While this exact image that I formulated in my head is not correct, some of the principles are similar, as we will soon see.
‘Open Access Agriculture’ was the term coined for a new approach, a new culture even, to agricultural information sharing at the Multi-site agricultural trial database for climate change analysis: Planning and launch workshop, held in Lukenya, Kenya on the 12th and 13th October 2010. This workshop, organised by the challenge programme on Climate Change Agriculture and Food Security (CCAFS) theme 5 (Adaptation pathways under progressive climate change) was :
One of the first activities … to construct, and make publicly and widely available, a database of the performance of agricultural technologies at sites across the developing world. This will build on the existing Africa Trial Sites project which was funded by AgCommons as one of the QuickWin projects and developed by CIAT, ICRISAT, CIMMYT and IITA. Based on the experience gained during the Africa trial Sites project it was decided to take the trials sites concept a step further to include trial performance data and trial protocols in addition to the basic geographic characterisation of trial sites. (Ref: workshop report)
So in effect it is about allowing people ‘in’ to the trial sites via an online platform where they can look around, see what’s happening there, learn from it and also take some of the products–all in the form of valuable data generated in these sites that can now be found in one place. This project is trying to ‘open the gates’ to these trial sites through a specially designed platform which will give people access to the wide variety of data coming out of these sites.
According to one of the organisers, “This initiative will have multiple benefits, such as ensuring that research results are better disseminated, and would add value by bringing disparate data together”.
While the benefits for the wider community may be obvious, the question of how to get data to be shared in this platform is still uncertain. The next session was therefore aimed at spending time to investigate, learn and address “the incentives of sharing trial data”- and this is where my participation came in amongst a workshop of spatial analysts, crop breeders and climate scientists. (Can you pick me out in the photo below???)
I had been asked to join the workshop to share some information and ideas on the general trends of data sharing within the CGIAR and in the wider agricultural research for development community.

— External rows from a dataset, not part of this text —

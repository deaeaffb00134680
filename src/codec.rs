//! Plain-text persistence for interest points.
//!
//! Layout, one item per line:
//!
//! ```text
//! 64
//! <count>
//! scale  x y orientation laplacian scale d0 d1 ... d63
//! ```
//!
//! The scale appears twice in every record; readers of the format depend on
//! the 70-field layout, so it is kept. Cluster tags and motion vectors are not
//! stored and come back as zero. An upright orientation is written as `0` and
//! read back as [`Orientation::NotComputed`].

use crate::ipoint::{Ipoint, Laplacian, Orientation, DESCRIPTOR_LEN};
use crate::trace::{trace_event, trace_span};
use crate::util::{SurfError, SurfResult};
use std::fs::File;
use std::io::{self, BufRead, BufReader, BufWriter, Write};
use std::path::Path;

/// Fields per record: scale, x, y, orientation, laplacian, scale, descriptor.
pub const RECORD_FIELDS: usize = 6 + DESCRIPTOR_LEN;

const STREAM: &str = "<stream>";

/// Writes `ipts` to `path`, replacing any existing file.
pub fn save_surf<P: AsRef<Path>>(path: P, ipts: &[Ipoint]) -> SurfResult<()> {
    let path = path.as_ref();
    let _span = trace_span!("surf_save", path = %path.display()).entered();
    let file = File::create(path).map_err(|err| SurfError::io(path, &err))?;
    let mut writer = BufWriter::new(file);
    write_records(&mut writer, ipts)
        .and_then(|_| writer.flush())
        .map_err(|err| SurfError::io(path, &err))?;
    trace_event!("surf_saved", count = ipts.len());
    Ok(())
}

/// Reads every record stored in `path`.
///
/// Either all declared records are returned or an error is; a truncated file
/// never yields a partial list.
pub fn load_surf<P: AsRef<Path>>(path: P) -> SurfResult<Vec<Ipoint>> {
    let path = path.as_ref();
    let _span = trace_span!("surf_load", path = %path.display()).entered();
    let file = File::open(path).map_err(|err| SurfError::io(path, &err))?;
    let ipts = read_records(BufReader::new(file), path)?;
    trace_event!("surf_loaded", count = ipts.len());
    Ok(ipts)
}

/// Writes `ipts` to an arbitrary sink.
pub fn write_surf<W: Write>(mut writer: W, ipts: &[Ipoint]) -> SurfResult<()> {
    write_records(&mut writer, ipts).map_err(|err| SurfError::io(Path::new(STREAM), &err))
}

/// Reads records from an arbitrary buffered source.
pub fn read_surf<R: BufRead>(reader: R) -> SurfResult<Vec<Ipoint>> {
    read_records(reader, Path::new(STREAM))
}

fn write_records<W: Write>(writer: &mut W, ipts: &[Ipoint]) -> io::Result<()> {
    writeln!(writer, "{DESCRIPTOR_LEN}")?;
    writeln!(writer, "{}", ipts.len())?;
    for ipt in ipts {
        write!(
            writer,
            "{}  {} {} {} {} {} ",
            ipt.scale(),
            ipt.x(),
            ipt.y(),
            ipt.orientation().radians(),
            ipt.laplacian().code(),
            ipt.scale()
        )?;
        for value in ipt.descriptor() {
            write!(writer, "{value} ")?;
        }
        writeln!(writer)?;
    }
    Ok(())
}

fn read_records<R: BufRead>(reader: R, path: &Path) -> SurfResult<Vec<Ipoint>> {
    let mut lines = NumberedLines::new(reader, path);

    let (line, header) = lines.next_required("missing descriptor length")?;
    let descriptor_len: usize = parse_single(&header, line, "descriptor length")?;
    if descriptor_len != DESCRIPTOR_LEN {
        return Err(SurfError::format(
            line,
            format!("descriptor length {descriptor_len}, expected {DESCRIPTOR_LEN}"),
        ));
    }

    let (line, header) = lines.next_required("missing record count")?;
    let count: usize = parse_single(&header, line, "record count")?;

    let mut ipts = Vec::with_capacity(count.min(4096));
    for idx in 0..count {
        let Some((line, text)) = lines.next_line()? else {
            return Err(SurfError::format(
                lines.last_line + 1,
                format!("expected {count} records, found {idx}"),
            ));
        };
        ipts.push(parse_record(&text, line)?);
    }
    Ok(ipts)
}

fn parse_record(text: &str, line: usize) -> SurfResult<Ipoint> {
    let tokens: Vec<&str> = text.split_whitespace().collect();
    if tokens.len() != RECORD_FIELDS {
        return Err(SurfError::format(
            line,
            format!("expected {RECORD_FIELDS} fields, found {}", tokens.len()),
        ));
    }

    let x = parse_float(tokens[1], line, "x")?;
    let y = parse_float(tokens[2], line, "y")?;
    let orientation = parse_float(tokens[3], line, "orientation")?;
    let code: i32 = tokens[4]
        .parse()
        .map_err(|_| SurfError::format(line, format!("invalid laplacian {:?}", tokens[4])))?;
    let laplacian = Laplacian::from_code(code)
        .ok_or_else(|| SurfError::format(line, format!("unknown laplacian tag {code}")))?;
    // The second copy of the scale is the one kept.
    let _ = parse_float(tokens[0], line, "scale")?;
    let scale = parse_float(tokens[5], line, "scale")?;

    let mut descriptor = [0.0f32; DESCRIPTOR_LEN];
    for (slot, token) in descriptor.iter_mut().zip(&tokens[6..]) {
        *slot = parse_float(token, line, "descriptor value")?;
    }

    Ipoint::new(
        x,
        y,
        scale,
        Orientation::from_radians(orientation),
        laplacian,
        descriptor,
    )
    .map_err(|err| SurfError::format(line, err.to_string()))
}

fn parse_float(token: &str, line: usize, what: &str) -> SurfResult<f32> {
    token
        .parse()
        .map_err(|_| SurfError::format(line, format!("invalid {what} {token:?}")))
}

fn parse_single<T: std::str::FromStr>(text: &str, line: usize, what: &str) -> SurfResult<T> {
    let mut tokens = text.split_whitespace();
    match (tokens.next(), tokens.next()) {
        (Some(token), None) => token
            .parse()
            .map_err(|_| SurfError::format(line, format!("invalid {what} {token:?}"))),
        _ => Err(SurfError::format(
            line,
            format!("expected a single {what} value"),
        )),
    }
}

/// Non-blank lines with their 1-based line numbers.
struct NumberedLines<'p, R> {
    inner: io::Lines<R>,
    path: &'p Path,
    last_line: usize,
}

impl<'p, R: BufRead> NumberedLines<'p, R> {
    fn new(reader: R, path: &'p Path) -> Self {
        Self {
            inner: reader.lines(),
            path,
            last_line: 0,
        }
    }

    fn next_line(&mut self) -> SurfResult<Option<(usize, String)>> {
        for next in self.inner.by_ref() {
            self.last_line += 1;
            let text = next.map_err(|err| SurfError::io(self.path, &err))?;
            if !text.trim().is_empty() {
                return Ok(Some((self.last_line, text)));
            }
        }
        Ok(None)
    }

    fn next_required(&mut self, missing: &str) -> SurfResult<(usize, String)> {
        self.next_line()?
            .ok_or_else(|| SurfError::format(self.last_line + 1, missing))
    }
}
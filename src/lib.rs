//! surfcore holds the data structures shared by SURF-style feature pipelines.
//!
//! It builds integral images from normalized grayscale input, models
//! interest points with their 64-value descriptors, persists them in the
//! plain-text feature file format, and draws them (alone, as clusters, or as
//! matches across two images) onto any [`Canvas`]. Detection, description and
//! matching are left to upstream crates.

pub mod codec;
pub mod image;
pub mod integral;
pub mod ipoint;
pub mod render;
mod trace;
pub mod util;

#[cfg(feature = "image-io")]
pub use crate::image::io;

pub use codec::{load_surf, read_surf, save_surf, write_surf};
pub use crate::image::{GrayImage, ImageView};
pub use integral::IntegralImage;
pub use ipoint::{Correspondence, Descriptor, Ipoint, Laplacian, Orientation, DESCRIPTOR_LEN};
pub use render::{palette_color, Canvas, Color, Fill, FpsCounter, IpointStyle, Point, Primitive};
pub use util::{f_round, SurfError, SurfResult};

I started by showing a short film which showed a scenario where valuable data was not shared from a project and the dire consequences it had. The film highlighted the limitations of scientific publications for sharing information and insights, and especially data, and demonstrated the relevance of access to and coherence of agricultural information, and data.
To follow this up I presented some of the initiatives that have been developed to help address this issue, namely the CGIAR Triple A approach, which seeks to ensure availability, accessibility and applicability of CGIAR research outputs(including data!), and the complimentary global initiative aimed at achieving coherence in information for agricultural research for development (CIARD).
But a big issue that reared its head again during this workshop is that researchers (not all but some) do not want to give up their data by making it publicly accessible, because they feel that they have worked hard on generating it and want to use it for analysis and writing papers; “it is my capital for career progression” I was told frankly by one researcher at the meeting. This raises the question of how to get researchers to share their data-something I started a discussion on in through a blog post a couple of months ago on How to motivate more knowledge sharing in research: using the carrot or the stick?.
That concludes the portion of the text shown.